Rod Taylor plays Col. Hollis Farr in this Cold War-era military movie.


"A Gathering of Eagles" presents the realities of the U.S. Strategic Air Command and weaves in a personal story about its officers.

Rock Hudson has the lead role as Col. Jim Caldwell, who has just been assigned to his first command at (the fictional) Carmody Air Force Base near San Francisco. Carmody's previous commander was removed because the base failed a surprise operational readiness inspection (ORI). Caldwell's mission: Make sure the base passes the next one.

Rod's character, Hollis Farr, had been Caldwell's co-pilot during their Korean War tour of duty, and Caldwell is delighted to find that Farr will be his vice commander. Farr serves to explain how things have been done on the base previously -- often making reasonable excuses for past shortcomings.

As the movie progresses, Caldwell becomes tougher and more demanding upon his men. His wife, Victoria (Mary Peach), is unsettled by the ruthless streak he displays and is often left alone because of the time her husband must spend on the job. Farr befriends Victoria, and the two spend and increasing amount of time together, but they back off after others begin to look askance at their relationship.

After many a conflict between Caldwell and the men he commands -- including firing Farr, his friend and assistant -- the movie culminates with the base being put through the rigors of another inspection. Farr, and all others pushed by Caldwell, rise to the occasion, even in his absence.

The movie is a good study in the nature of leadership and is regarded as a realistic military movie.


Shooting for "A Gathering of Eagles" began July 16, 1962, and most of the location filming was done at Beale Air Force Base in Marysvillle, Calif., 40 miles north of Sacramento. Other scenes occurred at the Strategic Air Command headquarters at Offutt AFB in Nebraska. The movie was released in July 1963.

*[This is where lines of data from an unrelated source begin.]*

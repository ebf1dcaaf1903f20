// SPDX-License-Identifier: MIT
// © 2025–2026 Christopher Liu

//! Pin and PWM doubles for host tests.
//!
//! Each double shares an `Rc` handle with the test so it can be observed after being moved into
//! the code under test.

use std::cell::{Cell, RefCell};
use std::rc::Rc;

use embedded_hal::digital::{self, ErrorType, InputPin, OutputPin};
use embedded_hal::pwm::{self, SetDutyCycle};

use crate::drivers::ActuatorOutput;

#[derive(Copy, Clone, Debug, PartialEq, Eq)]
pub struct MockError;

impl digital::Error for MockError {
    fn kind(&self) -> digital::ErrorKind {
        digital::ErrorKind::Other
    }
}

impl pwm::Error for MockError {
    fn kind(&self) -> pwm::ErrorKind {
        pwm::ErrorKind::Other
    }
}

/// Sensor input whose level the test sets.
#[derive(Clone, Default)]
pub struct MockInput {
    level: Rc<Cell<bool>>,
}

impl MockInput {
    pub fn new() -> Self {
        Self::default()
    }

    pub fn set(&self, high: bool) {
        self.level.set(high);
    }
}

impl ErrorType for MockInput {
    type Error = MockError;
}

impl InputPin for MockInput {
    fn is_high(&mut self) -> Result<bool, MockError> {
        Ok(self.level.get())
    }

    fn is_low(&mut self) -> Result<bool, MockError> {
        Ok(!self.level.get())
    }
}

/// Everything observable about one output line.
#[derive(Debug, Default)]
pub struct OutputState {
    pub level: bool,
    pub level_writes: usize,
    pub pwm_attached: bool,
    pub pwm_attaches: usize,
    pub pwm_detaches: usize,
    pub duty: u16,
    pub duty_writes: usize,
    pub fail: bool,
}

/// Output line that can be handed over to PWM drive.
#[derive(Clone, Default)]
pub struct MockOutput {
    state: Rc<RefCell<OutputState>>,
}

impl MockOutput {
    pub fn new() -> Self {
        Self::default()
    }

    pub fn state(&self) -> std::cell::Ref<'_, OutputState> {
        self.state.borrow()
    }

    pub fn level(&self) -> bool {
        self.state.borrow().level
    }

    pub fn duty(&self) -> u16 {
        self.state.borrow().duty
    }

    pub fn is_pwm(&self) -> bool {
        self.state.borrow().pwm_attached
    }

    /// Make every subsequent write fail.
    pub fn set_failing(&self, fail: bool) {
        self.state.borrow_mut().fail = fail;
    }
}

impl ErrorType for MockOutput {
    type Error = MockError;
}

impl OutputPin for MockOutput {
    fn set_low(&mut self) -> Result<(), MockError> {
        let mut s = self.state.borrow_mut();
        if s.fail {
            return Err(MockError);
        }
        s.level = false;
        s.level_writes += 1;
        Ok(())
    }

    fn set_high(&mut self) -> Result<(), MockError> {
        let mut s = self.state.borrow_mut();
        if s.fail {
            return Err(MockError);
        }
        s.level = true;
        s.level_writes += 1;
        Ok(())
    }
}

impl ActuatorOutput for MockOutput {
    type Pwm = MockPwm;

    fn into_pwm(self) -> MockPwm {
        {
            let mut s = self.state.borrow_mut();
            s.pwm_attached = true;
            s.pwm_attaches += 1;
        }
        MockPwm { state: self.state }
    }

    fn from_pwm(pwm: MockPwm) -> Self {
        {
            let mut s = pwm.state.borrow_mut();
            s.pwm_attached = false;
            s.pwm_detaches += 1;
        }
        MockOutput { state: pwm.state }
    }
}

/// 8-bit PWM channel sharing its line with a [`MockOutput`].
pub struct MockPwm {
    state: Rc<RefCell<OutputState>>,
}

impl MockPwm {
    /// A free-standing channel, for tests that never hand it back to GPIO.
    pub fn standalone() -> (Self, MockOutput) {
        let out = MockOutput::new();
        out.state.borrow_mut().pwm_attached = true;
        (
            MockPwm {
                state: out.state.clone(),
            },
            out,
        )
    }
}

impl pwm::ErrorType for MockPwm {
    type Error = MockError;
}

impl SetDutyCycle for MockPwm {
    fn max_duty_cycle(&self) -> u16 {
        255
    }

    fn set_duty_cycle(&mut self, duty: u16) -> Result<(), MockError> {
        let mut s = self.state.borrow_mut();
        if s.fail {
            return Err(MockError);
        }
        s.duty = duty;
        s.duty_writes += 1;
        Ok(())
    }
}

According to the movie's production notes, the makers of "A Gathering of Eagles" received the full cooperation of the Air Force and devised the film's military sequences to coincide with regular training operations conducted at Strategic Air Command bases.

It was a pet project of Universal's producer, Sy Bartlett, an Air Force reserve colonel. And it was directed by Delbert Mann, an Air Force veteran with 35 wartime bombing missions to his credit. Mann directed Taylor in two other productions: "Separate Tables" and a Playhouse 90 presentation of "The Long March."

Other Rod Taylor "regulars" in this movie are actors Kevin McCarthy and Henry Silva. Each appeared in episodes of "Bearcats!" among other Taylor works.


Musician/satirist/mathematician Tom Lehrer wrote "The SAC Song" for a scene in "A Gathering of Eagles." About 45 seconds are used in the film, although the full song is about twice as long.

In the movie, Rod plays piano and sings the song during an officers' club party. Director Delbert Mann wanted there to be a true air of informality in the scene, so "We did the scene 'live,' recording the song as it is sung in front of the camera." That brought about a more natural effect than having Rod lip-synch the words to a pre-recorded soundtrack. (No word on how the piano playing was achieved.)

Universal's music department noted that Taylor has a fine baritone voice and "a swinging style of his own."

The SAC Song lyrics, by Tom Lehrer

Here at SAC we're filled with pride.
There's just one thing we can't decide:
Which we'd rather get clobbered by,
An enemy attack or an O.R.I.

Our wing commander's got a racket,
Though sometimes it's hard to hack it.
Whenever he gets his wife alone ...
Ding-a-ling-a-ling goes the little red phone.

Oh, we love the seven-day alert.
For a week we will not see a skirt.
But we know it's part of SAC's main goal:
To test our positive control.

Absence makes the heart grow fonder.
Whatever became of the wild blue yonder?
How we wish the good ol' days were back. In SAC!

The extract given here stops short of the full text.